Oto przykładowy opis omawianej relacji prawnej w kontekście zależności (lub jej braku) i odpowiedzialności za naruszenia umowy: jeśli firma X Ltd zawiera umowę z Y Builders Ltd (kontrakt główny) dla wykonania określonych prac budowlanych, a następnie firma Y Builders Ltd zleca prace elektryczne firmie Z Ltd (podwykonawca), wówczas Z nie nabywa żadnych praw ani obowiązków wynikających z umowy głównej pomiędzy X i Y. Podobnie, X nie nabywa żadnych praw określonych umową pomiędzy Y i Z. Tym samym, jeśli prace wykonane przez Z nie będą odpowiadać wymogom projektu głównego, wówczas X będzie miał roszczenie względem Y tytułem naruszenia umowy głównej, a Y będzie mógł dochodzić swych roszczeń wobec Z tytułem naruszenia ich umowy.
Wyżej opisana relacja regulowana jest prawem zobowiązań, niemniej należy pamiętać, iż w pewnych sytuacjach, wykraczających poza bezpośrednią relację kontraktową, mogą powstać obowiązki, których niedopełnienie (np. z powodu niedbalstwa) będzie rodziło cywilną odpowiedzialność deliktową.

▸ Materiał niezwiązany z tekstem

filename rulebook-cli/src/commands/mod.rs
//! CLI command implementations.

pub mod check;
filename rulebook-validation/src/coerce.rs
//! Type tags and coercion of raw values into their canonical form

use crate::date::parse_date_phrase;
use crate::{FieldContext, FieldError, Value};
use base64::Engine;
use base64::engine::general_purpose::STANDARD;
use std::fmt;

/// Declared type of a field.
#[derive(Debug, Clone, Copy, PartialEq, Eq, Hash)]
pub enum TypeTag {
    Any,
    String,
    Number,
    Bool,
    Date,
    Image,
    File,
    Object,
    Array,
}

impl TypeTag {
    pub const ALL: [TypeTag; 9] = [
        TypeTag::Any,
        TypeTag::String,
        TypeTag::Number,
        TypeTag::Bool,
        TypeTag::Date,
        TypeTag::Image,
        TypeTag::File,
        TypeTag::Object,
        TypeTag::Array,
    ];

    /// Parse a tag as written in a rule string.
    pub fn parse(tag: &str) -> Option<Self> {
        Self::ALL.into_iter().find(|t| t.as_str() == tag)
    }

    pub fn as_str(&self) -> &'static str {
        match self {
            TypeTag::Any => "any",
            TypeTag::String => "string",
            TypeTag::Number => "number",
            TypeTag::Bool => "bool",
            TypeTag::Date => "date",
            TypeTag::Image => "image",
            TypeTag::File => "file",
            TypeTag::Object => "object",
            TypeTag::Array => "array",
        }
    }

    /// Catalog key of the type mismatch message.
    pub fn error_kind(&self) -> &'static str {
        match self {
            TypeTag::Any => "type.none",
            TypeTag::String => "type.string",
            TypeTag::Number => "type.number",
            TypeTag::Bool => "type.bool",
            TypeTag::Date => "type.date",
            TypeTag::Image => "type.image",
            TypeTag::File => "type.file",
            TypeTag::Object => "type.object",
            TypeTag::Array => "type.array",
        }
    }
}

impl fmt::Display for TypeTag {
    fn fmt(&self, f: &mut fmt::Formatter<'_>) -> fmt::Result {
        f.write_str(self.as_str())
    }
}

/// Check the shape of `ctx.value` against `ctx.type_tag` and convert it in
/// place.
///
/// An absent or `null` value is left alone for every type but `object`,
/// which must be present. On failure the value may already hold a partial
/// conversion.
pub fn coerce(ctx: &mut FieldContext) -> Result<(), FieldError> {
    let tag = ctx.type_tag;
    let mismatch = |ctx: &FieldContext| ctx.fail(tag.error_kind());

    let Some(value) = ctx.value.take() else {
        return match tag {
            TypeTag::Object => Err(mismatch(ctx)),
            _ => Ok(()),
        };
    };
    if value.is_null() {
        ctx.value = Some(value);
        return match tag {
            TypeTag::Object => Err(mismatch(ctx)),
            _ => Ok(()),
        };
    }

    let (converted, ok) = match (tag, value) {
        (TypeTag::Any, value) => (value, true),

        (TypeTag::String, value @ Value::String(_)) => (value, true),
        (TypeTag::Bool, value @ Value::Bool(_)) => (value, true),
        (TypeTag::Array, value @ Value::Sequence(_)) => (value, true),
        (TypeTag::Object, value @ (Value::Mapping(_) | Value::Sequence(_))) => (value, true),

        (TypeTag::Number, value @ Value::Number(_)) => (value, true),
        (TypeTag::Number, Value::Integer(i)) => (Value::Number(i as f64), true),
        (TypeTag::Number, Value::String(text)) => {
            let (number, strict) = parse_number(&text);
            (Value::Number(number), strict)
        }

        (TypeTag::Date, value @ Value::Timestamp(_)) => (value, true),
        (TypeTag::Date, Value::String(text)) => match parse_date_phrase(&text) {
            Ok(instant) => (Value::Timestamp(instant), true),
            Err(_) => (Value::String(text), false),
        },

        (TypeTag::File | TypeTag::Image, value @ Value::Bytes { .. }) => (value, true),
        (TypeTag::File, Value::String(text)) => match STANDARD.decode(&text) {
            Ok(data) => (Value::Bytes { data, mime: None }, true),
            Err(_) => (Value::String(text), false),
        },
        (TypeTag::Image, Value::String(text)) => match decode_image(&text) {
            Some((data, mime)) => {
                ctx.mime.clone_from(&mime);
                (Value::Bytes { data, mime }, true)
            }
            None => (Value::String(text), false),
        },

        (_, value) => (value, false),
    };

    ctx.value = Some(converted);
    if ok { Ok(()) } else { Err(mismatch(ctx)) }
}

/// Length of the encoding marker following the mime type, `;base64,`.
const ENCODING_MARKER_LEN: usize = 8;

/// Decode a base64 image, optionally wrapped in a `data:<mime>;base64,` URI.
fn decode_image(text: &str) -> Option<(Vec<u8>, Option<String>)> {
    let (payload, mime) = match text.strip_prefix("data:") {
        Some(rest) => match rest.find(';') {
            Some(semi) => (
                rest.get(semi + ENCODING_MARKER_LEN..)?,
                Some(rest[..semi].to_string()),
            ),
            None => (rest, None),
        },
        None => (text, None),
    };
    STANDARD.decode(payload).ok().map(|data| (data, mime))
}

/// Best-effort lexical number parse.
///
/// ASCII, Arabic-Indic (`٠`-`٩`) and Extended Arabic-Indic (`۰`-`۹`) digits
/// are accepted. The first `-` makes the result negative and later ones are
/// ignored; every `.` starts a fresh fractional part. Any other character
/// makes the parse non-strict, reported as `false` next to the partial value.
pub fn parse_number(text: &str) -> (f64, bool) {
    if text.is_empty() {
        return (0.0, false);
    }

    let mut strict = true;
    let mut out = 0.0_f64;
    let mut fraction: Option<f64> = None;
    let mut negative = false;

    for c in text.chars() {
        match c {
            '.' => fraction = Some(10.0),
            '-' => negative = true,
            _ => match digit_value(c) {
                Some(digit) => match fraction.as_mut() {
                    None => out = out * 10.0 + digit,
                    Some(scale) => {
                        out += digit / *scale;
                        *scale *= 10.0;
                    }
                },
                None => strict = false,
            },
        }
    }

    (if negative { -out } else { out }, strict)
}

fn digit_value(c: char) -> Option<f64> {
    let digit = match c {
        '0'..='9' => c as u32 - '0' as u32,
        '\u{0660}'..='\u{0669}' => c as u32 - 0x0660,
        '\u{06F0}'..='\u{06F9}' => c as u32 - 0x06F0,
        _ => return None,
    };
    Some(f64::from(digit))
}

Należy pamiętać, iż podstawowa konstrukcja zasady odpowiedzialności wynikająca z prawa zobowiązań, może być odpowiednio zmodyfikowana mocą porozumienia stron wyrażonego w odpowiednich zapisach umowy. Oznacza to, przykładowo, iż strony mogą w sposób wyraźny zapewnić, że klient X będzie mógł dochodzić swych roszczeń bezpośrednio od podwykonawcy Z. Stąd też ważne jest dokładne zapoznanie się z zapisami umowy głównej, w tym zakresie m.in. praw osób trzecich.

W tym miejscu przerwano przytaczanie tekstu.